[Data shown]

//! Flash-card media composition (subs2cards).
//!
//! Cuts one audio snippet per subtitle entry and writes a TSV deck whose
//! rows reference the snippets, ready for import into an SRS tool.

use std::path::{Path, PathBuf};
use std::time::Duration;

use log::info;
use uuid::Uuid;

use crate::error::LangkitError;
use crate::media::{AudioFormat, MediaToolkit};
use crate::subtitle::{sibling_subtitle, srt, Subtitle};
use crate::task::{CardsOptions, TaskContext};
use crate::Result;

/// Bar id for deck building; resolved through the importance map's
/// longest-prefix fallback.
const BAR_CARDS: &str = "cards-deck";

/// Build `<base>.tsv` plus a `<base>.media/` snippet directory next to the
/// media item. Returns the deck path.
pub async fn build_deck(
    ctx: &TaskContext,
    media: &MediaToolkit,
    media_path: &Path,
    audio_track: Option<usize>,
    opts: &CardsOptions,
) -> Result<PathBuf> {
    ctx.check_cancelled()?;
    let subtitle_path = sibling_subtitle(media_path).ok_or_else(|| {
        LangkitError::validation(format!(
            "no subtitle found next to {} to build cards from",
            media_path.display()
        ))
    })?;
    let subtitle = Subtitle::load(&subtitle_path)?;
    if subtitle.entries.is_empty() {
        return Err(LangkitError::validation("subtitle has no timed entries"));
    }

    let work_dir = std::env::temp_dir().join(format!("langkit-cards-{}", Uuid::new_v4().simple()));
    tokio::fs::create_dir_all(&work_dir).await?;
    let result = run(ctx, media, media_path, audio_track, opts, &subtitle, &work_dir).await;
    let _ = tokio::fs::remove_dir_all(&work_dir).await;
    result
}

async fn run(
    ctx: &TaskContext,
    media: &MediaToolkit,
    media_path: &Path,
    audio_track: Option<usize>,
    opts: &CardsOptions,
    subtitle: &Subtitle,
    work_dir: &Path,
) -> Result<PathBuf> {
    let source_wav = work_dir.join("source.wav");
    media
        .extract_audio(media_path, audio_track, &source_wav)
        .await?;

    let stem = media_path
        .file_stem()
        .map(|s| s.to_string_lossy().to_string())
        .unwrap_or_else(|| "deck".to_string());
    let media_dir = media_path.with_file_name(format!("{}.media", stem));
    tokio::fs::create_dir_all(&media_dir).await?;

    let padding = Duration::from_millis(opts.padding_ms);
    let total = subtitle.entries.len();
    let mut rows = String::new();
    for (i, entry) in subtitle.entries.iter().enumerate() {
        ctx.check_cancelled()?;
        let snippet_wav = work_dir.join(format!("snippet-{:04}.wav", i));
        media
            .extract_span(
                &source_wav,
                entry.start.saturating_sub(padding),
                entry.end + padding,
                &snippet_wav,
            )
            .await?;

        let snippet_name = format!("{}_{:04}.{}", stem, i + 1, AudioFormat::Mp3.extension());
        media
            .encode(&snippet_wav, &media_dir.join(&snippet_name), AudioFormat::Mp3)
            .await?;

        rows.push_str(&format!(
            "{}\t{}\t{}\t{}\t[sound:{}]\n",
            i + 1,
            srt::format_duration(entry.start),
            srt::format_duration(entry.end),
            entry.text.replace(['\t', '\n'], " "),
            snippet_name
        ));
        ctx.reporter.update(
            BAR_CARDS,
            ((i + 1) * 100 / total) as u32,
            100,
            "cards",
            "Building card deck",
        );
    }

    let deck_path = media_path.with_file_name(format!("{}.tsv", stem));
    tokio::fs::write(&deck_path, rows).await?;
    info!("wrote {}", deck_path.display());
    Ok(deck_path)
}

#[cfg(test)]
mod tests {
    use super::*;

    #[test]
    fn test_bar_id_resolves_via_fallback() {
        use crate::progress::{compute_importance_map, ImportanceLevel};
        use crate::task::{FeatureSet, Mode};
        let map = compute_importance_map(
            Mode::Subs2Cards,
            false,
            &FeatureSet {
                stt: true,
                ..FeatureSet::default()
            },
        );
        // No explicit entry: the deck bar falls back to Normal.
        assert_eq!(map.level_for(BAR_CARDS), ImportanceLevel::Normal);
    }
}
//! Subtitle model and formats.
//!
//! The pipeline reads subtitles that sit next to the media item and writes
//! provider-suffixed outputs in the same directory. Everything is UTF-8
//! with LF line endings.

pub mod srt;

use std::path::{Path, PathBuf};
use std::time::Duration;

use crate::error::LangkitError;
use crate::Result;

/// One timed subtitle line.
#[derive(Debug, Clone, PartialEq)]
pub struct SubtitleEntry {
    /// 1-based sequence number.
    pub index: usize,
    /// Start of the spoken span.
    pub start: Duration,
    /// End of the spoken span.
    pub end: Duration,
    /// Text, possibly multi-line.
    pub text: String,
}

/// A parsed subtitle file.
#[derive(Debug, Clone, Default, PartialEq)]
pub struct Subtitle {
    /// Entries in display order.
    pub entries: Vec<SubtitleEntry>,
}

impl Subtitle {
    /// Load and parse an SRT file. CRLF input is accepted, CR is stripped.
    pub fn load(path: &Path) -> Result<Self> {
        if !path.exists() {
            return Err(LangkitError::PathNotFound(path.to_path_buf()));
        }
        let content = std::fs::read_to_string(path)?;
        let entries = srt::parse(&content.replace('\r', ""))?;
        Ok(Self { entries })
    }

    /// Serialize to SRT and write, UTF-8, LF only.
    pub fn save(&self, path: &Path) -> Result<()> {
        std::fs::write(path, srt::serialize(&self.entries))?;
        Ok(())
    }

    /// Total spoken time across entries.
    pub fn spoken_duration(&self) -> Duration {
        self.entries
            .iter()
            .map(|e| e.end.saturating_sub(e.start))
            .sum()
    }
}

/// Find the subtitle sitting next to a media item: `<base>.srt` first, then
/// any `<base>.*.srt` sibling.
pub fn sibling_subtitle(media: &Path) -> Option<PathBuf> {
    let stem = media.file_stem()?.to_string_lossy().to_string();
    let dir = media.parent()?;

    let exact = dir.join(format!("{}.srt", stem));
    if exact.exists() {
        return Some(exact);
    }

    let mut candidates: Vec<PathBuf> = std::fs::read_dir(dir)
        .ok()?
        .filter_map(|e| e.ok())
        .map(|e| e.path())
        .filter(|p| {
            p.extension().is_some_and(|ext| ext == "srt")
                && p.file_name()
                    .is_some_and(|n| n.to_string_lossy().starts_with(&format!("{}.", stem)))
        })
        .collect();
    candidates.sort();
    candidates.into_iter().next()
}

/// Output path for a derived subtitle: `<base>.<TAG>.srt` next to the source.
pub fn tagged_output_path(media: &Path, tag: &str) -> PathBuf {
    let stem = media
        .file_stem()
        .map(|s| s.to_string_lossy().to_string())
        .unwrap_or_else(|| "output".to_string());
    media.with_file_name(format!("{}.{}.srt", stem, tag))
}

[/Data shown]

→ **Exercise aim**:
Copy each line above holding "timed".

→ **Solution to the problem**:
        return Err(LangkitError::validation("subtitle has no timed entries"));
/// One timed subtitle line.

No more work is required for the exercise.